QC Data Reviewer (Contract)
Description
Is Kymanox the right fit for you?
You want to make a difference and have an impact…
You enjoy having an influence in your day-to-day work…
You are motivated by working alongside a team filled with
subject matter experts who will help you learn and grow…
You wake up every day and do what you do
… because patients deserve better.
If this sounds like you, you’ve come to the right place.
Responsibilities:
- Follow Quality Control procedures and other technical documents to ensure generated data is aligned with federal regulations, internal policies, and industry practice.
- Provide support in quality system events such as deviations, CAPAs, and change controls.
- Prepare, review, and maintain laboratory records.
- Support laboratory activities for non-GMP and GMP testing of combination products and medical devices.
- Participates in and supports a matrixed team environment with organization and detail-oriented initiatives.
- Provides immediate project support.
- Authors and reviews technically complex documentation to ensure compliance with relevant standards and regulations.
- Follows policies or standard operating procedures to support internal or client projects.
- Completes assigned training requirements (internal and external).
- Assists in the planning and execution of lab services-related activities.
Educational Background:
- The ideal candidate will have a bachelor’s degree in science or engineering-related discipline, such as Chemistry, Biology, Biomedical Engineering, Mechanical Engineering, or Chemical Engineering.
Experience:
- 2+ years’ experience in the pharmaceutical or biopharmaceutical industry (this includes post graduate experience).
- Demonstrated level of aptitude and knowledge in the pharmaceutical, biotechnology, combination product, and/or medical device sectors is required.
- Experience with pre-filled syringes, autoinjectors, co-packaged kits, other drug delivery platforms, and/or other combination product platforms is recommended.
- Experience with MS Office products (Outlook, Excel, PowerPoint, Word) strongly preferred.
- Familiarity with CGMP and experience in a laboratory setting.
Preferred Qualifications
- Familiarity with medical device/combination product testing
- Experience working within a quality system
- Familiarity with deviation and non-conformance investigations
- Demonstrated work ethic and accountability
- Thrive in a fast paced, growing, and dynamic work environment
Desired Aptitude and Skill Set:
- Detail-oriented
- Strong organizational skills and verbal/written communication skills
- Highly motivated self-starter with a sense of ownership and willingness to learn
- Thrive in a fast-paced, growing, and dynamic work environment
- Ability to form partnerships with internal stakeholders
- Seasoned soft skills (i.e., high EQ)
- Technology savvy
Travel:
Up to 10% travel is possible.
Career Development:
The position will evolve over time and more responsibilities may be added. Since Kymanox is a growing company, there are opportunities for advancement both within the currently defined role and in other functions within the organization.
Compensation:
Base salary is commensurate with experience, qualifications, and other intangibles evident during the interview process – as well as market conditions. Eligible for incentive program after 90 days of outstanding work.
Benefits:
Medical healthcare including dental and vision, short- and long-term disability, life insurance, matching 401(k) retirement plan, continuing education assistance, and other benefits.
About Kymanox:
Join Kymanox – a life sciences professional services company dedicated to life sciences who has successfully delivered over 4000 projects across 20+ countries. Become a member of a dynamic, fulfilling team that helps a broad range of life science products get to market more quickly, more affordably, and with the highest quality and safety standards possible in today’s biotechnology, pharmaceutical, medical device, and combination product industries. With a reputation of providing unparalleled professional services and our highly collaborative team of engineering, compliance, and project management experts, Kymanox provides an outstanding opportunity for learning and career advancement. Kymanox encourages team members, especially new graduates, and young professionals, to work on a variety of projects to gain increased learnings in Kymanox’s service offerings and the life science industry as a whole.

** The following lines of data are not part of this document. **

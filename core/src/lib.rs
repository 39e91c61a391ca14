pub mod adjuster;
pub mod assessment;
pub mod band;
pub mod entity;
pub mod error;
pub mod estimator;
pub mod fallback;
pub mod history;
pub mod pipeline;
pub mod reasoning;
pub mod sample;
pub mod seed;
pub mod trend;

#[cfg(test)]
pub(crate) mod testing;
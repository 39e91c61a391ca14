//! Custom extractors that convert axum rejections to structured AppError responses.
//!
//! Use `AppJson<T>` and `AppQuery<T>` in place of `axum::Json<T>` and
//! `axum::extract::Query<T>`. Malformed bodies and query strings produce a JSON
//! `validation_failed` error instead of axum's default plain-text response.

use axum::extract::rejection::{JsonRejection, QueryRejection};
use axum::extract::{FromRequest, FromRequestParts, Query, Request};
use axum::http::request::Parts;
use axum::Json;

use crate::error::AppError;

/// JSON body extractor whose rejections are `AppError::Validation`.
pub struct AppJson<T>(pub T);

impl<S, T> FromRequest<S> for AppJson<T>
where
    Json<T>: FromRequest<S, Rejection = JsonRejection>,
    S: Send + Sync,
{
    type Rejection = AppError;

    async fn from_request(req: Request, state: &S) -> Result<Self, Self::Rejection> {
        match Json::<T>::from_request(req, state).await {
            Ok(Json(value)) => Ok(AppJson(value)),
            Err(rejection) => Err(map_json_rejection(rejection)),
        }
    }
}

/// Query string extractor whose rejections are `AppError::Validation`.
pub struct AppQuery<T>(pub T);

impl<S, T> FromRequestParts<S> for AppQuery<T>
where
    Query<T>: FromRequestParts<S, Rejection = QueryRejection>,
    S: Send + Sync,
{
    type Rejection = AppError;

    async fn from_request_parts(parts: &mut Parts, state: &S) -> Result<Self, Self::Rejection> {
        match Query::<T>::from_request_parts(parts, state).await {
            Ok(Query(value)) => Ok(AppQuery(value)),
            Err(rejection) => Err(map_query_rejection(rejection)),
        }
    }
}

pub fn map_json_rejection(rejection: JsonRejection) -> AppError {
    let body_text = rejection.body_text();
    let field_hint = extract_field_from_serde_message(&body_text);

    AppError::Validation {
        message: format!("Invalid request body: {body_text}"),
        field: Some(field_hint.unwrap_or_else(|| "body".to_string())),
        received: None,
        docs_hint: Some(
            "Send one JSON object with Content-Type: application/json (see /api-doc/openapi.json)."
                .to_string(),
        ),
    }
}

pub fn map_query_rejection(rejection: QueryRejection) -> AppError {
    let body_text = rejection.body_text();
    let field_hint = extract_field_from_serde_message(&body_text);

    AppError::Validation {
        message: format!("Invalid query string: {body_text}"),
        field: Some(field_hint.unwrap_or_else(|| "query".to_string())),
        received: None,
        docs_hint: Some("entity is a string; limit is an integer between 1 and 500.".to_string()),
    }
}

/// Field name from serde's "missing field `x`" / "unknown field `x`" messages.
fn extract_field_from_serde_message(msg: &str) -> Option<String> {
    for pattern in ["missing field `", "unknown field `"] {
        if let Some(start) = msg.find(pattern) {
            let after = &msg[start + pattern.len()..];
            if let Some(end) = after.find('`') {
                return Some(after[..end].to_string());
            }
        }
    }
    None
}
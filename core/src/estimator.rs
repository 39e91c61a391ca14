use async_trait::async_trait;
use serde::{Deserialize, Serialize};

use crate::error::EstimatorError;
use crate::sample::Sample;

/// Feature order expected by the base regressor.
pub const FEATURE_COLUMNS: [&str; 6] = [
    "oil_hrs",
    "total_hrs",
    "viscosity_40",
    "oil_refill_start",
    "oil_topup",
    "health_score_lag_1",
];

/// Input of the base estimator. Field names match the regressor's contract.
#[derive(Debug, Clone, PartialEq, Serialize, Deserialize)]
pub struct FeatureVector {
    pub oil_hrs: f64,
    pub total_hrs: f64,
    pub viscosity_40: f64,
    pub oil_refill_start: u8,
    pub oil_topup: u8,
    pub health_score_lag_1: f64,
}

impl FeatureVector {
    /// `lag_score` must be the Lag State read at the start of the cycle.
    pub fn from_sample(sample: &Sample, lag_score: f64) -> Self {
        Self {
            oil_hrs: sample.oil_hrs,
            total_hrs: sample.total_hrs,
            viscosity_40: sample.viscosity_40,
            oil_refill_start: u8::from(sample.service_performed),
            oil_topup: u8::from(sample.topup_performed),
            health_score_lag_1: lag_score,
        }
    }
}

/// Opaque numeric regressor: features -> raw score.
#[async_trait]
pub trait BaseEstimator: Send + Sync {
    async fn estimate(&self, features: &FeatureVector) -> Result<f64, EstimatorError>;
}
use axum::extract::State;
use axum::routing::get;
use axum::{Json, Router};

use oilwatch_core::error::ApiError;
use oilwatch_core::history::EntitySummary;

use crate::error::AppError;
use crate::state::AppState;

pub fn router() -> Router<AppState> {
    Router::new().route("/v1/entities", get(list_entities))
}

/// List entities with history and their current Lag State
#[utoipa::path(
    get,
    path = "/v1/entities",
    responses(
        (status = 200, description = "Known entities", body = Vec<EntitySummary>),
        (status = 500, description = "History store failed", body = ApiError)
    ),
    tag = "assessments"
)]
pub async fn list_entities(
    State(state): State<AppState>,
) -> Result<Json<Vec<EntitySummary>>, AppError> {
    Ok(Json(state.store.entities().await?))
}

Kymanox is looking for motivated individuals who want to solve problems in the life science industries while doing the work they love and helping get modern medicines that enhance and save patient lives to market. Kymanox provides professional services related to engineering, compliance, and project management. We service clients ranging from Fortune 100 companies to virtual start-up companies. The company was founded in 2004 and has been growing steadily since its inception. Our corporate HQ is based in Research Triangle Park, NC, and we have offices in Boston, Chicago, Philadelphia, and New Jersey.
To learn more about our company, please visit our website: Life Science Solutions | Kymanox
Kymanox is an equal-opportunity employer and works diligently to protect the rights of job seekers by following all local, state, and federal laws as well as best Human Resource (HR) practices in the Life Science industry.